** Listed records follows **
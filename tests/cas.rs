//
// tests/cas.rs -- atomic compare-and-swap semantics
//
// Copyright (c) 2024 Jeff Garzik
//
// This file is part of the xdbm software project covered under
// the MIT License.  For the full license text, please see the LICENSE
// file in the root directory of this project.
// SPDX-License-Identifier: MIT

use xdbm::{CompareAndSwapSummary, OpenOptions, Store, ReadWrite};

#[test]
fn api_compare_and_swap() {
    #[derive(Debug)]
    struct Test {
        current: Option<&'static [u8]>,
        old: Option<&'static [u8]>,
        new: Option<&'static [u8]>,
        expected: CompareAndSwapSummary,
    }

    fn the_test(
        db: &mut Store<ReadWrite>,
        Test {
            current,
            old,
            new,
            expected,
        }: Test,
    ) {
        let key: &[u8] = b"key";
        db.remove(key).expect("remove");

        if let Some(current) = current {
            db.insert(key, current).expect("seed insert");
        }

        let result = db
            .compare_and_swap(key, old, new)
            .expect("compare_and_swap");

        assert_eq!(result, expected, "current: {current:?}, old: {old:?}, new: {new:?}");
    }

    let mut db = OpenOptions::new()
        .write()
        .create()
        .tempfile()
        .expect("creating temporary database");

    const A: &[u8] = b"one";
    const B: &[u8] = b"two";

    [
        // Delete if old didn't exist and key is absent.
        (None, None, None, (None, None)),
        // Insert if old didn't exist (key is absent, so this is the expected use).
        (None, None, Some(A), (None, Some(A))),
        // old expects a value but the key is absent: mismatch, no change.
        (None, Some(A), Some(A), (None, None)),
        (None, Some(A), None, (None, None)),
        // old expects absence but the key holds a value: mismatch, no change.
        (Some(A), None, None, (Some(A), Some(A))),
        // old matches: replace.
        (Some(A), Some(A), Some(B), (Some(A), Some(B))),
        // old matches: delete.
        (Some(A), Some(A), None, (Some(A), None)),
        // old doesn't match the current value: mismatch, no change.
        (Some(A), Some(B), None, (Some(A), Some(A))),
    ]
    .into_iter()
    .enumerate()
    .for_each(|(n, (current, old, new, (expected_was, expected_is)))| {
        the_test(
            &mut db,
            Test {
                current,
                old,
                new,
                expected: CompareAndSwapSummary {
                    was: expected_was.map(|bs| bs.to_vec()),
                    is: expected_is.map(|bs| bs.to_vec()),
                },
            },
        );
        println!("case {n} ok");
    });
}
** End of Listed records **
** Listed records follows **
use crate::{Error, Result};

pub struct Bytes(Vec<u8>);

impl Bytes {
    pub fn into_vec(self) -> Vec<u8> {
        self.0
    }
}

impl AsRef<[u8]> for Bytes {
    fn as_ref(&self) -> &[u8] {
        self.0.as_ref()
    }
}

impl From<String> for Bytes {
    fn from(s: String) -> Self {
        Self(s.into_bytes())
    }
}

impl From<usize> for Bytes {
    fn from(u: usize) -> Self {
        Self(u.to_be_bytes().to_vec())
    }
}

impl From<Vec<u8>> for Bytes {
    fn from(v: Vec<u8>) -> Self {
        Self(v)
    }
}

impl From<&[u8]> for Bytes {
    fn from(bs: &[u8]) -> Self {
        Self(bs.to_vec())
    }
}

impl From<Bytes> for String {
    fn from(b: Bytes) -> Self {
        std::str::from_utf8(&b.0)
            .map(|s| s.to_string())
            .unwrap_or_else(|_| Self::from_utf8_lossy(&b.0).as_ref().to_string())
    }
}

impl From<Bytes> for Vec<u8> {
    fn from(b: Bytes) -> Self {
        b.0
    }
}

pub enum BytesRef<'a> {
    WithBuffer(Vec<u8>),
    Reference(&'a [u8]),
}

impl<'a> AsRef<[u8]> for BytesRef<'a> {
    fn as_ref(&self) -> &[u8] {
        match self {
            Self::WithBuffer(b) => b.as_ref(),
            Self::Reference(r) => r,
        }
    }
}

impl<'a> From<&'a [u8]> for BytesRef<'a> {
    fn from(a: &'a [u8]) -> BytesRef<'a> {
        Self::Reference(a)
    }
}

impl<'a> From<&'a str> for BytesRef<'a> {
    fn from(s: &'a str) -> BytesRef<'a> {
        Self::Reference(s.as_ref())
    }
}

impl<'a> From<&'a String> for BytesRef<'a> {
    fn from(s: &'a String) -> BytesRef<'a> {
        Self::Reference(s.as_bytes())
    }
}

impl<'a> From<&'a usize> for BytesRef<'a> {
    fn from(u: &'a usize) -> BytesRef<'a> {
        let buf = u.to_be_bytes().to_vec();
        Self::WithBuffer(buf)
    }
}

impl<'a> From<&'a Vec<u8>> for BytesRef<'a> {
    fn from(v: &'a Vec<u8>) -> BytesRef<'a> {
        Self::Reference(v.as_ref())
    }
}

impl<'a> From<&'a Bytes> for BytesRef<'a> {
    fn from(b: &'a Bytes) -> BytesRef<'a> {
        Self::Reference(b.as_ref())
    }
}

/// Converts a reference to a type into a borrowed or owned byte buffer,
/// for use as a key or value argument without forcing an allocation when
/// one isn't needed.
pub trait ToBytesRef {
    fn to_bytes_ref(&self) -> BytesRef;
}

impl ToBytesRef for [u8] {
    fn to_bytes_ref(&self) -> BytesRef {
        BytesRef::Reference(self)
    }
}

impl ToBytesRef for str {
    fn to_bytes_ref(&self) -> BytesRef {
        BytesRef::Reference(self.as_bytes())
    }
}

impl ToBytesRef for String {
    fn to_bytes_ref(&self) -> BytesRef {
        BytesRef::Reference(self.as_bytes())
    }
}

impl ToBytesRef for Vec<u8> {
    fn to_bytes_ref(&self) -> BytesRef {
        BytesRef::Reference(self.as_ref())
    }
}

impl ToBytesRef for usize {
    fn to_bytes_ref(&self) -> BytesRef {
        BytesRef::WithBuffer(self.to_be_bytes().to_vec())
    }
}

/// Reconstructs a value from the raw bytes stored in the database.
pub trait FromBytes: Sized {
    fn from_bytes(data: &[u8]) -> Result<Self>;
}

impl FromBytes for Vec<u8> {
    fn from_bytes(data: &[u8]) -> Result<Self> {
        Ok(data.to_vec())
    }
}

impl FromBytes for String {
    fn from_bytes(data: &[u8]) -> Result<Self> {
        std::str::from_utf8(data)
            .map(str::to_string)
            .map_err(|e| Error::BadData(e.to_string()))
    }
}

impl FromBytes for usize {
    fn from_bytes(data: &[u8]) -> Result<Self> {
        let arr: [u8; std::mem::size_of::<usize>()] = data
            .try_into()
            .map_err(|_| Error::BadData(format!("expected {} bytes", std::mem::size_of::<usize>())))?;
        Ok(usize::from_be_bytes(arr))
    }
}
** End of Listed records **
**Task to carry out:** The answer must be a single number: how many lines in the data above contain the string "ToBytesRef".

**Written response:** 6